• _THE PROBLEM_:
Filter task. Return each line of the material that holds the string "Send".

• _MATERIAL FOR THIS TASK_:
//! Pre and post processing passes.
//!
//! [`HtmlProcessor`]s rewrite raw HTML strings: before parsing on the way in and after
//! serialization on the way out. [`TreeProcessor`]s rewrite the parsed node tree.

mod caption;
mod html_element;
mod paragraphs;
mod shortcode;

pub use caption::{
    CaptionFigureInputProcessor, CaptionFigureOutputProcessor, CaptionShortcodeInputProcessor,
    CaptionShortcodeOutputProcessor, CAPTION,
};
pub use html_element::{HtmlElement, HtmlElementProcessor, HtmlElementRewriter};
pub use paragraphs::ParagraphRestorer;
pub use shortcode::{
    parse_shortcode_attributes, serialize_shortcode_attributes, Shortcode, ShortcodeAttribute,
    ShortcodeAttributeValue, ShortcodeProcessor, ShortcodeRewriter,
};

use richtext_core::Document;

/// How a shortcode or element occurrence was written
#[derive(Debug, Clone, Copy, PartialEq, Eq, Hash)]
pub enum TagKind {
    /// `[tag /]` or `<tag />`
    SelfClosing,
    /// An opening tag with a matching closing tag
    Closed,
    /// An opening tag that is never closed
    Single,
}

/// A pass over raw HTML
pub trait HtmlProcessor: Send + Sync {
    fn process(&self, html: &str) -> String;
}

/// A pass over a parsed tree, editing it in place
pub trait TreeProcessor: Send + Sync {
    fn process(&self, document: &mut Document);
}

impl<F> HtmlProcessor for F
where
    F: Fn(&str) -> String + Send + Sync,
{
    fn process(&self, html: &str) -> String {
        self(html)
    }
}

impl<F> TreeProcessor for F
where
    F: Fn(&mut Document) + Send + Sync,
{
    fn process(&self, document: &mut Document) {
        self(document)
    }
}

• _OUTPUT BELOW_:
pub trait HtmlProcessor: Send + Sync {
pub trait TreeProcessor: Send + Sync {
    F: Fn(&str) -> String + Send + Sync,
    F: Fn(&mut Document) + Send + Sync,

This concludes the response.